The Friday Rush: Braggadocio
Written by Greg Lewis
Published
Reportedly forthcoming chimes of wedding bells aside, the past couple of weeks have been rather audacious in Rush Limbaugh's "universe of reality." Yes, Limbaugh's “universe of reality”: the alternate plane of existence in which one man's breathless rantings have the power to reprobate an established field of science.
This is in reference to what many on the right have dubbed “Climategate,” a controversy that erupted a few weeks ago when stolen emails from the University of East Anglia's Climate Research Unit (CRU) were posted on the Internet. Conservatives subsequently distorted and misrepresented those emails to allege a massive conspiracy of climate scientists undermining the overwhelming scientific consensus that global warming is happening and is caused by man. While Rush Limbaugh hasn't been on the forefront of climate skeptics doing the grunt work of pouring over the thousands of emails, he has been leading the charge -- as he usually does -- in over-the-top rhetoric.
And “over-the-top” might actually be an understatement in this case. Playing some sort of god-like figure in his own deluded mind, Limbaugh has gone on to literally cast judgment on who he thinks should live and who should die. Last week, Rush proclaimed that scientists involved in the global warming “hoax” should be "drawn and quartered."
On Monday, Limbaugh compared scientists, international organizations, and figureheads of the climate change debate to terrorists. Because, you know, a community of scientists in pursuit of truth in the natural world and people who blow other people up are pretty much the same thing. Or at least that's so in Limbaugh's “universe of reality.”
Here's the truth. The emails in question did not in any conceivable way show that the field of climate science is a hoax. But don't take my word for it.
Despite Limbaugh's repeated claims to the contrary, a recent editorial in Nature concluded:
Nothing in the e-mails undermines the scientific case that global warming is real -- or that human activities are almost certainly the cause. That case is supported by multiple, robust lines of evidence, including several that are completely independent of the climate reconstructions debated in the e-mails. [emphasis added]
Many concur. NASA's Gavin Schmidt said, “There's nothing in the e-mails that shows that global warming is a hoax.” Limbaugh's climate blogger nemesis at The New York Times, Andrew Revkin, agreed: "[T]he hacked material is unlikely to erode the overall argument" of manmade global warming. A number of scientists have made similar statements to boot.
The stolen emails have resulted in a variety of smears and misleading claims among conservatives. But contrary to what you might have heard, the emails do not prove that climate scientists were trying to silence dissenting research published in peer-reviewed journals; contrary to a smear conservatives have also recently pushed, CRU also did not destroy raw climate data on which global warming theory is based.
So there you have it. Limbaugh's cries of "hoax!" are just hot air. Also, the sky is blue.

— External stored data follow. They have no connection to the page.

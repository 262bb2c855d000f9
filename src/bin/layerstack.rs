use std::{
    path::{Path, PathBuf},
    sync::mpsc,
};

use anyhow::Context as _;
use clap::{Parser, Subcommand, ValueEnum};
use sha2::Digest as _;

use layerstack::render::backend::{BackendKind, create_backend};

#[derive(Parser, Debug)]
#[command(name = "layerstack", version)]
struct Cli {
    /// Log export progress and pipeline decisions.
    #[arg(short, long, global = true)]
    verbose: bool,

    #[command(subcommand)]
    cmd: Command,
}

#[derive(Subcommand, Debug)]
enum Command {
    /// Render a single frame as a PNG.
    Frame(FrameArgs),
    /// Export a GIF or an MP4 (MP4 requires `ffmpeg` on PATH).
    Export(ExportArgs),
    /// Load and validate a scene file.
    Validate(ValidateArgs),
}

#[derive(Parser, Debug)]
struct SceneArgs {
    /// Input scene JSON.
    #[arg(long = "in")]
    in_path: PathBuf,

    /// Directory that image and sticker paths are relative to (defaults to the scene's directory).
    #[arg(long)]
    assets: Option<PathBuf>,

    /// Output width in pixels (defaults to the canvas width).
    #[arg(long)]
    width: Option<u32>,

    /// Output height in pixels (defaults to the canvas height).
    #[arg(long)]
    height: Option<u32>,
}

#[derive(Parser, Debug)]
struct FrameArgs {
    #[command(flatten)]
    scene: SceneArgs,

    /// Scene time in seconds.
    #[arg(long, default_value_t = 0.0)]
    time: f64,

    /// Output PNG path.
    #[arg(long)]
    out: PathBuf,
}

#[derive(Parser, Debug)]
struct ExportArgs {
    #[command(flatten)]
    scene: SceneArgs,

    /// Output path; `.gif` or `.mp4`.
    #[arg(long)]
    out: PathBuf,

    /// Output format (inferred from the extension when omitted).
    #[arg(long, value_enum)]
    format: Option<Format>,

    /// Frames per second.
    #[arg(long, default_value_t = 30)]
    fps: u32,

    /// Range start in seconds.
    #[arg(long, default_value_t = 0.0)]
    start: f64,

    /// Range end in seconds (defaults to the scene duration).
    #[arg(long)]
    end: Option<f64>,

    /// Enable frame-level parallelism.
    #[arg(long, default_value_t = false)]
    parallel: bool,

    /// Override rayon worker threads (parallel mode only).
    #[arg(long)]
    threads: Option<usize>,

    /// Render chunk size (parallel mode only).
    #[arg(long, default_value_t = 64)]
    chunk_size: usize,

    /// Reuse pixels for frames whose layer state repeats within a chunk.
    #[arg(long, default_value_t = false)]
    static_frame_elision: bool,
}

#[derive(Parser, Debug)]
struct ValidateArgs {
    /// Input scene JSON.
    #[arg(long = "in")]
    in_path: PathBuf,
}

#[derive(Clone, Copy, Debug, PartialEq, Eq, ValueEnum)]
enum Format {
    Gif,
    Mp4,
}

impl Format {
    fn infer(path: &Path) -> anyhow::Result<Self> {
        match path.extension().and_then(|e| e.to_str()) {
            Some(e) if e.eq_ignore_ascii_case("gif") => Ok(Self::Gif),
            Some(e) if e.eq_ignore_ascii_case("mp4") => Ok(Self::Mp4),
            _ => anyhow::bail!(
                "cannot infer output format from '{}', pass --format",
                path.display()
            ),
        }
    }
}

fn main() -> anyhow::Result<()> {
    let cli = Cli::parse();
    let level = if cli.verbose {
        tracing::Level::DEBUG
    } else {
        tracing::Level::INFO
    };
    tracing_subscriber::fmt()
        .with_writer(std::io::stderr)
        .with_max_level(level)
        .init();

    match cli.cmd {
        Command::Frame(args) => cmd_frame(args),
        Command::Export(args) => cmd_export(args),
        Command::Validate(args) => cmd_validate(args),
    }
}

fn load(args: &SceneArgs) -> anyhow::Result<(layerstack::Scene, layerstack::InMemoryAssets)> {
    let scene = layerstack::Scene::from_path(&args.in_path)?;
    let assets_root = match &args.assets {
        Some(dir) => dir.clone(),
        None => args
            .in_path
            .parent()
            .unwrap_or_else(|| Path::new("."))
            .to_path_buf(),
    };
    let assets = layerstack::InMemoryAssets::load_scene_assets(&assets_root, &scene)
        .with_context(|| format!("load assets from '{}'", assets_root.display()))?;
    Ok((scene, assets))
}

fn output_canvas(args: &SceneArgs, scene: &layerstack::Scene) -> layerstack::Canvas {
    let canvas = scene.canvas();
    layerstack::Canvas::new(
        args.width.unwrap_or(canvas.width),
        args.height.unwrap_or(canvas.height),
    )
}

fn cmd_frame(args: FrameArgs) -> anyhow::Result<()> {
    let (scene, assets) = load(&args.scene)?;
    let output = output_canvas(&args.scene, &scene);

    let mut backend = create_backend(BackendKind::Cpu, &layerstack::RenderSettings::default())?;
    let frame = backend.render_scene(&scene, args.time, output, &assets)?;

    layerstack::encode::sink::ensure_parent_dir(&args.out)?;
    let straight = unpremultiply(&frame.data);
    image::save_buffer_with_format(
        &args.out,
        &straight,
        frame.width,
        frame.height,
        image::ColorType::Rgba8,
        image::ImageFormat::Png,
    )
    .with_context(|| format!("write png '{}'", args.out.display()))?;

    println!("{}", sha256_hex(&frame.data));
    eprintln!("wrote {}", args.out.display());
    Ok(())
}

fn cmd_export(args: ExportArgs) -> anyhow::Result<()> {
    let (scene, assets) = load(&args.scene)?;
    let format = match args.format {
        Some(f) => f,
        None => Format::infer(&args.out)?,
    };

    let fps = layerstack::Fps::new(args.fps, 1)?;
    let request = match args.end {
        Some(end) => layerstack::ExportRequest::new(
            layerstack::TimeRange::new(args.start, end)?,
            fps,
            output_canvas(&args.scene, &scene),
        )?,
        None => {
            let whole = layerstack::ExportRequest::for_scene(&scene, fps)?;
            layerstack::ExportRequest::new(
                layerstack::TimeRange::new(args.start, whole.range.end_s)?,
                fps,
                output_canvas(&args.scene, &scene),
            )?
        }
    };

    let mut opts = layerstack::ExportOpts::from_env();
    opts.parallel = args.parallel;
    opts.chunk_size = args.chunk_size;
    opts.static_frame_elision = args.static_frame_elision;
    if args.threads.is_some() {
        opts.threads = args.threads;
    }

    let mut sink: Box<dyn layerstack::FrameSink> = match format {
        Format::Gif => Box::new(layerstack::GifSink::create(&args.out)?),
        Format::Mp4 => {
            let sink_opts =
                layerstack::FfmpegSinkOpts::new(&args.out).with_matte(scene.background());
            Box::new(layerstack::FfmpegSink::new(sink_opts))
        }
    };

    let (tx, rx) = mpsc::channel();
    let job = layerstack::ExportJob::new(scene, request)?
        .with_opts(opts)?
        .with_events(tx);
    let total = job.request().frames_total();
    let reporter = std::thread::spawn(move || report_progress(rx, total));

    let mut backend = create_backend(BackendKind::Cpu, &layerstack::RenderSettings::default())?;
    let result = job.run(backend.as_mut(), &assets, sink.as_mut());
    drop(job);
    let _ = reporter.join();

    let report = result?;
    eprintln!(
        "wrote {} ({} frames, {} rendered, {} elided)",
        args.out.display(),
        report.stats.frames_total,
        report.stats.frames_rendered,
        report.stats.frames_elided
    );
    Ok(())
}

fn cmd_validate(args: ValidateArgs) -> anyhow::Result<()> {
    let scene = layerstack::Scene::from_path(&args.in_path)?;
    let canvas = scene.canvas();
    println!(
        "ok: {}x{} canvas, {} layers, duration {}",
        canvas.width,
        canvas.height,
        scene.len(),
        scene
            .duration_s()
            .map_or_else(|| "still".to_string(), |d| format!("{d}s"))
    );
    Ok(())
}

fn report_progress(rx: mpsc::Receiver<layerstack::ExportEvent>, total: u64) {
    let step = (total / 10).max(1);
    for event in rx {
        match event {
            layerstack::ExportEvent::Progress { progress, .. } => {
                if progress.frames_produced % step == 0 || progress.frames_produced == total {
                    tracing::info!(
                        produced = progress.frames_produced,
                        total = progress.frames_total,
                        "export progress"
                    );
                }
            }
            layerstack::ExportEvent::Status { job, status } => {
                tracing::debug!(%job, ?status, "export status");
            }
        }
    }
}

fn unpremultiply(premul: &[u8]) -> Vec<u8> {
    let mut out = Vec::with_capacity(premul.len());
    for px in premul.chunks_exact(4) {
        let a = px[3];
        if a == 0 {
            out.extend_from_slice(&[0, 0, 0, 0]);
            continue;
        }
        for &c in &px[..3] {
            let v = (u16::from(c) * 255 + u16::from(a) / 2) / u16::from(a);
            out.push(v.min(255) as u8);
        }
        out.push(a);
    }
    out
}

fn sha256_hex(bytes: &[u8]) -> String {
    let digest = sha2::Sha256::digest(bytes);
    let mut out = String::with_capacity(digest.len() * 2);
    for b in digest {
        out.push_str(&format!("{:02x}", b));
    }
    out
}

Meanwhile, something interesting happened on Rush's show this past Monday. After spending days criticizing CRU for apparently trying to keep some of its data under wraps, Rush was confronted by a caller who pointed out that the Bush administration had suppressed an EPA report which had concluded that “the government should begin regulating greenhouse gas emissions because global warming posed serious risks to the country,” as the Associated Press reported.
Never one to take kindly to those who point out his flaws in front of his “millions” of listeners, Limbaugh berated the caller as a “menace” for bringing up such a point. But in the midst of this abuse, Rush further demonstrated his own hypocrisy.
Take a listen to Limbaugh's almost poetic response to the caller. Claiming that there is no data supporting global warming for the Bush administration to have suppressed, Limbaugh simultaneously maintained that the Bush administration was doing us a favor by suppressing data that supported global warming:
LIMBAUGH: There is no manmade global warming. Do you understand that? There was nothing to suppress. Anybody that suppressed data that said there was manmade global warming was doing us a favor. They knew it was a hoax, and they were not spreading lies.
If it hadn't already happened, this is where Limbaugh's entire “argument” (I use that word generously) that the hacked emails prove global warming is a “hoax” would have fallen apart. But it only further proves that Limbaugh will rationalize away any pesky facts that don't fit the narrative that he's constructed for his personal “universe of reality.”
Rush Limbaugh's crusade against climate change science can be reduced to this notion: that he is trying to assert that he is more knowledgeable and informed than a legion of scientists who have devoted much of their lives to studying the field of climate and earth sciences, when he is but a mere dilettante of scientific study with less than a college education.
A generous word to describe where Limbaugh's ego has led him would be braggadocio. A more accurate label would be to call him a fraud.
All in all, Limbaugh's “universe of reality” can best be described as "just a couple notches above what hell must be like."